Material shown:
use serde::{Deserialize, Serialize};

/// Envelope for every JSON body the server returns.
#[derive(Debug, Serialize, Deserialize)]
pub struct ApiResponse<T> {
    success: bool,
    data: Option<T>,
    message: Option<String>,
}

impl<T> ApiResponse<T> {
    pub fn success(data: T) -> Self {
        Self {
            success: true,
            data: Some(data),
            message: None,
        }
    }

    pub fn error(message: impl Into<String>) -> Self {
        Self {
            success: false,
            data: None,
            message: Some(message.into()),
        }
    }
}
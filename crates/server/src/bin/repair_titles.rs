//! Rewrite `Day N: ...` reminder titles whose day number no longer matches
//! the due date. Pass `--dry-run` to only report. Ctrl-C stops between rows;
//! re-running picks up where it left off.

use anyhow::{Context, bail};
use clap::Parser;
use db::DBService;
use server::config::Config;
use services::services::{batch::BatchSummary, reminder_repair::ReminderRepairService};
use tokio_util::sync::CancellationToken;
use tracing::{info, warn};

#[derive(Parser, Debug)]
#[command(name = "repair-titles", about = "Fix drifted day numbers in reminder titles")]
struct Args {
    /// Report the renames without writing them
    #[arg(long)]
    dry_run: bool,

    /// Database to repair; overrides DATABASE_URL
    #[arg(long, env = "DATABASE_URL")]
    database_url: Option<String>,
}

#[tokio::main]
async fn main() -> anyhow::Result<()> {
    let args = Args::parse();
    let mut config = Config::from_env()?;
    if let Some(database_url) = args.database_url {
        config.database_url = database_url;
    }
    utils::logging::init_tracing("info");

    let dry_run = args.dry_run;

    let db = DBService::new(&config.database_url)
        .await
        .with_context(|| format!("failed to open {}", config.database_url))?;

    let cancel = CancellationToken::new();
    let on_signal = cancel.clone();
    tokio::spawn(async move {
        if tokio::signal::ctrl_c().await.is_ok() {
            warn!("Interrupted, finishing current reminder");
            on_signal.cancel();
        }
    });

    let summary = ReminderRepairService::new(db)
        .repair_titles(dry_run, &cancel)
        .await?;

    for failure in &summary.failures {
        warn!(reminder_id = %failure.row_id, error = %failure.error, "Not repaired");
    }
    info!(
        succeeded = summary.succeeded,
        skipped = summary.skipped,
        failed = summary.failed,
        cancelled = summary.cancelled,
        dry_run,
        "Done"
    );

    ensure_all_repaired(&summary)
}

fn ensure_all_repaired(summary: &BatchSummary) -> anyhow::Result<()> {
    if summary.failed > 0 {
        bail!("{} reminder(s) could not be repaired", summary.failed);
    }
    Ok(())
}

==

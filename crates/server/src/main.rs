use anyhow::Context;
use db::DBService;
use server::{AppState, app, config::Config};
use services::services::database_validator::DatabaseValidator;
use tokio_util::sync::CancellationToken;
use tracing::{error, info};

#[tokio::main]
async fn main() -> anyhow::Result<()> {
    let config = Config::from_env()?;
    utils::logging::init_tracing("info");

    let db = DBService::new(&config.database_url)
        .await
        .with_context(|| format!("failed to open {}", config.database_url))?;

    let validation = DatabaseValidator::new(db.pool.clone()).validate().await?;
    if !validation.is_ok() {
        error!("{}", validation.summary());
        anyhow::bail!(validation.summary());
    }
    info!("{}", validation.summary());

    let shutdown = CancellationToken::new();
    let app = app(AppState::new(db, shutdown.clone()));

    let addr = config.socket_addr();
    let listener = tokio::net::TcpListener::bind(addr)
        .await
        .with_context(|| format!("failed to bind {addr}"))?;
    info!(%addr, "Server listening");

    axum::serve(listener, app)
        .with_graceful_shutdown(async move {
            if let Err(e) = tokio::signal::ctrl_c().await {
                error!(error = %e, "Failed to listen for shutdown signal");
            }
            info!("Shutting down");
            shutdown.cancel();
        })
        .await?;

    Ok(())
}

Task requirements: Say how many lines in the data hold the string "ReminderRepairService". No other content should accompany the number.

Response box: 2